Chapter 21 Izan
TWENTY-ONE
IZAN
The intelligence report burns in my hands.
Seravax delivered it personally—unusual enough to make me pay attention even before I read the contents. The cold pragmatist doesn’t leave his tactical chambers for anything less than catastrophic developments.
This qualifies.
“A city-wide binding ritual.” I read the words aloud, letting them settle into the air of the strategy chamber.
The volcanic glass table between us displays troop positions and ritual node locations, but none of it matters if this intelligence is accurate.
“The Blood Regent intends to bind every citizen of Pyraeth simultaneously.”
“Our sources believe the infrastructure is nearly complete. The ritual nodes we’ve been destroying—they’re not the primary network. They’re decoys. Anchors designed to draw our attention while he builds a far larger working beneath the city’s notice.”
I stare at the map without seeing it.

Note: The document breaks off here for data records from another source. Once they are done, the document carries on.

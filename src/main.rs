// Copyright 2025 JiangLong.
//
// Licensed under the Apache License, Version 2.0 (the "License");
// you may not use this file except in compliance with the License.
// You may obtain a copy of the License at
//
//     http://www.apache.org/licenses/LICENSE-2.0
//
// Unless required by applicable law or agreed to in writing, software
// distributed under the License is distributed on an "AS IS" BASIS,
// WITHOUT WARRANTIES OR CONDITIONS OF ANY KIND, either express or implied.
// See the License for the specific language governing permissions and
// limitations under the License.

use clap::Parser;
use kubectl_volsync::cli::{error_line, CliArgs, Commands};
use tracing_subscriber::EnvFilter;

#[tokio::main]
async fn main() {
    // Initialize tracing on stderr
    tracing_subscriber::fmt()
        .with_env_filter(
            EnvFilter::try_from_default_env().unwrap_or_else(|_| EnvFilter::new("info")),
        )
        .with_writer(std::io::stderr)
        .init();

    let args = CliArgs::parse();

    let result = match &args.command {
        Commands::Migration(cmd) => cmd.execute(&args.global).await,
        Commands::PvBackup(cmd) => cmd.execute(&args.global).await,
    };

    if let Err(e) = result {
        eprintln!("{}", error_line(&e));
        std::process::exit(1);
    }
}
// Copyright 2025 JiangLong.
//
// Licensed under the Apache License, Version 2.0 (the "License");
// you may not use this file except in compliance with the License.
// You may obtain a copy of the License at
//
//     http://www.apache.org/licenses/LICENSE-2.0
//
// Unless required by applicable law or agreed to in writing, software
// distributed under the License is distributed on an "AS IS" BASIS,
// WITHOUT WARRANTIES OR CONDITIONS OF ANY KIND, either express or implied.
// See the License for the specific language governing permissions and
// limitations under the License.

use super::common_labels;
use k8s_openapi::api::core::v1::Secret;
use k8s_openapi::apimachinery::pkg::apis::meta::v1::ObjectMeta;
use std::collections::BTreeMap;

/// Opaque secret populated through `stringData`
pub struct SecretBuilder {
    name: String,
    namespace: String,
    string_data: BTreeMap<String, String>,
    relationship: Option<String>,
}

impl SecretBuilder {
    pub fn new(
        name: impl Into<String>,
        namespace: impl Into<String>,
        string_data: BTreeMap<String, String>,
    ) -> Self {
        Self {
            name: name.into(),
            namespace: namespace.into(),
            string_data,
            relationship: None,
        }
    }

    pub fn relationship(mut self, relationship: impl Into<String>) -> Self {
        self.relationship = Some(relationship.into());
        self
    }

    pub fn build(&self) -> Secret {
        Secret {
            metadata: ObjectMeta {
                name: Some(self.name.clone()),
                namespace: Some(self.namespace.clone()),
                labels: Some(common_labels(self.relationship.as_deref())),
                ..Default::default()
            },
            type_: Some("Opaque".to_string()),
            string_data: Some(self.string_data.clone()),
            ..Default::default()
        }
    }
}
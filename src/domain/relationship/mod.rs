// Copyright 2025 JiangLong.
//
// Licensed under the Apache License, Version 2.0 (the "License");
// you may not use this file except in compliance with the License.
// You may obtain a copy of the License at
//
//     http://www.apache.org/licenses/LICENSE-2.0
//
// Unless required by applicable law or agreed to in writing, software
// distributed under the License is distributed on an "AS IS" BASIS,
// WITHOUT WARRANTIES OR CONDITIONS OF ANY KIND, either express or implied.
// See the License for the specific language governing permissions and
// limitations under the License.

//! Relationship records and their persistence

pub mod backup;
pub mod migration;
pub mod store;

pub use self::backup::BackupPayload;
pub use self::migration::{MigrationDestination, MigrationPayload, MigrationSource};
pub use self::store::{validate_name, RelationshipDocument, RelationshipStore};

use crate::infrastructure::constants::RELATIONSHIP_DATA_VERSION;

#[derive(Debug, Clone, Copy, PartialEq, Eq, Hash)]
pub enum RelationshipKind {
    Migration,
    Backup,
}

impl RelationshipKind {
    /// Value of the `type` key in the relationship document
    pub fn as_str(&self) -> &'static str {
        match self {
            RelationshipKind::Migration => "migration",
            RelationshipKind::Backup => "PVBackup",
        }
    }

    pub fn dir_name(&self) -> &'static str {
        match self {
            RelationshipKind::Migration => "migration",
            RelationshipKind::Backup => "pvbackup",
        }
    }
}

#[derive(Debug, Clone, PartialEq)]
pub enum RelationshipPayload {
    Migration(MigrationPayload),
    Backup(BackupPayload),
}

impl RelationshipPayload {
    pub fn kind(&self) -> RelationshipKind {
        match self {
            RelationshipPayload::Migration(_) => RelationshipKind::Migration,
            RelationshipPayload::Backup(_) => RelationshipKind::Backup,
        }
    }
}

/// Durable state of one named relationship. The kind follows the payload
/// and cannot change once the record exists.
#[derive(Debug, Clone, PartialEq)]
pub struct RelationshipRecord {
    pub name: String,
    pub version: u32,
    pub payload: RelationshipPayload,
}

impl RelationshipRecord {
    pub fn new(name: impl Into<String>, payload: RelationshipPayload) -> Self {
        Self {
            name: name.into(),
            version: RELATIONSHIP_DATA_VERSION,
            payload,
        }
    }

    pub fn kind(&self) -> RelationshipKind {
        self.payload.kind()
    }

    pub fn as_migration(&self) -> Option<&MigrationPayload> {
        match &self.payload {
            RelationshipPayload::Migration(payload) => Some(payload),
            RelationshipPayload::Backup(_) => None,
        }
    }

    pub fn as_backup(&self) -> Option<&BackupPayload> {
        match &self.payload {
            RelationshipPayload::Backup(payload) => Some(payload),
            RelationshipPayload::Migration(_) => None,
        }
    }
}
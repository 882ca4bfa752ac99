// Copyright 2025 JiangLong.
//
// Licensed under the Apache License, Version 2.0 (the "License");
// you may not use this file except in compliance with the License.
// You may obtain a copy of the License at
//
//     http://www.apache.org/licenses/LICENSE-2.0
//
// Unless required by applicable law or agreed to in writing, software
// distributed under the License is distributed on an "AS IS" BASIS,
// WITHOUT WARRANTIES OR CONDITIONS OF ANY KIND, either express or implied.
// See the License for the specific language governing permissions and
// limitations under the License.

pub mod constants;
pub mod kubernetes;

The strategic implications are staggering.
If the Blood Regent succeeds, he won’t need an army.
He won’t need allies or resources or careful political maneuvering.
He’ll have a city of slaves bound to his will, and the Cinder Flight will face the impossible choice of slaughtering the population we’re sworn to protect or watching Pyraeth fall.
“Timeline?”
“Days. Perhaps hours. Our sources couldn’t confirm specifics before—” Seravax’s mouth thins. “Before they stopped responding.”
Compromised. Dead. Same outcome either way.
My hands clench around the intelligence report, crumpling parchment that probably cost lives to obtain.
“Enforcer?”
Seravax’s voice pulls me back. I smooth the parchment with deliberate care, refusing to acknowledge the lapse.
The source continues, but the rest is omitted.